In wintertime, a lot of people find themselves on a spectrum ranging from diagnosed Seasonal Affective Disorder to bouts of wintertime blues and blahs, and I’m no exception. Early winter is pretty and novel, but by late January, after months of very little exposure to sunlight, it’s hard for some people to stay productively motivated some days, hard to even get out of bed and function normally, hard to be social, hard for a lot of people to do a lot of things. Depending on the severity of winter weather, the hours one keeps, location, internal brain chemistry, and a score of other factors, winter can really be an emotional struggle for some.
Like many, winter and I have not always danced well together. Some winters, I feel overtaken and exhausted by February, frayed and downhearted some days, easily overwhelmed and worn out; it’s what I do. Winter has long been a place of dread for me, one that’s even clouded full appreciation for beautiful autumnal weather some years, simply knowing winter lurks around the corner, and with it, a scattering of days with dark and heavy clouds to wait-out until April. But, this year, I’m trying an experiment.
This year, my goal is to embrace, enjoy and completely make friends with winter. Which is not to say I can out-Pollyanna my own brain’s wiring (and by no means am I suggesting clinical depression can or should be solely managed, if that’s your situation), but I know there are plenty of things I can do to put myself in the best possible place this season, and I’m going to do them. If I emerge having enjoyed winter, I win.If I emerge only having taken the edge off, I still win. (The subtext here is that the end last last year’s winter was a particularly tough one, for me but much worse for plenty of others, though not many of us really talked about that, or at least not until we were all safely on the shore of Springtime.)

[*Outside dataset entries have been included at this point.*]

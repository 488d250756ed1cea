//! Error types for holdfast
//!
//! Only startup and configuration failures surface as errors; data-path
//! failures inside the engine are absorbed into each entry's status and
//! never cross a task boundary.

use thiserror::Error;

/// Configuration errors
#[derive(Error, Debug)]
pub enum ConfigError {
    #[error("failed to read configuration file {path}: {source}")]
    Read {
        path: String,
        source: std::io::Error,
    },

    #[error("failed to parse configuration: {0}")]
    Parse(String),

    #[error("invalid configuration value: {field} - {reason}")]
    Validation { field: String, reason: String },

    #[error("failed to write configuration file {path}: {source}")]
    Write {
        path: String,
        source: std::io::Error,
    },

    #[error("could not determine configuration directory")]
    NoConfigDir,
}

/// Proxy server errors; a bind failure is fatal at startup.
#[derive(Error, Debug)]
pub enum ProxyError {
    #[error("invalid listen address: {addr}")]
    InvalidListenAddr { addr: String },

    #[error("failed to bind proxy listener on {addr}: {source}")]
    Bind {
        addr: String,
        source: std::io::Error,
    },
}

For one, I’m aiming to be very mindful of the words and language I use about winter this year. Example: last night brought the first snowfall of the season to Chicago, and with it, a wave of social media posts starting with some variation of “Ugh, fuck snow.” One status even read, “I fucking hate snow. It’s really beautiful right now, though,” which felt like the epitome of what might be mass-hatred, but also might be, to some degree, snark and negativity as the default language of the online world. So, rather than getting swept up in the hivemind snow basing, rather than thinking ahead to the slippery sidewalks I might navigate at some point in the next week, or gray slush I might wade through in a few months, I want to focus on the present and the facts, which have little choice but to lead me to a more positive conclusion.
And, at present, the snow is beautiful. It’s coming down fast and strong, in large snowflakes swirling into increasingly larger piles as the ground temperature grows colder and colder. The sky is somewhere between blue, gray and light purple, and little snowdrifts are gathering on the tiny ledges between bricks on old Chicago buildings, and icing the bare trees to look almost enchanted. Good start.
There’s also a degree of radical, deliberate self-care (see this, this, this, and certainly this) I plan to apply heavily and regularly over the next several months, more than usual, too. Not just on days when I feel spent and too blah to do any of it, but regularly-scheduled, pre-planned, good-for-the-soul things I’ve come up with to keep emotional batteries charged to function their best.
I’m also looking to winter-navigating experts for wisdom that I can apply to myself. Par exampluh, a recent piece in Fast Company looked lightly at Norwegian attitudes around winter, particularly those of people in far northern points bordering the Arctic Ocean, and included a summary of the research findings from Fullbright scholar Kari Leibowitz, who spent a year looking at the relatively low rates of seasonal depression in those areas. The gist: strong social ties, cultural emphasis placed on winter-only activities, seeking sun exposure even in small doses, and this fascinating concept of koselig, which sort of means “cozy” but extends deeper into daily actions, simplicity, and comfort, and can be used to describe an interaction, a meal, a room, a person, etc. all led to a fairly sunny outlook in the population, overall. (The idea of koselig is also irresistable to me. I first heard the word, and soon after, found myself down a research rabbit hole of trying to learn how to emulate it.)
More to be said here throughout the winter, particularly next week when the hyper-consumer culture that glorifies busy-ness, socialized expectations and stress completely chokes my neighborhood under the guise of “holiday shopping” and I’ll want to scream every time I walk outside. I’m mulling on navigating all that from a happy place. For now, it’s snowing so hard in Chicago that I can barely see the buildings across my street, I’m thankful to be on the warm side of a windowpane through which to see it, and that’s good enough for today.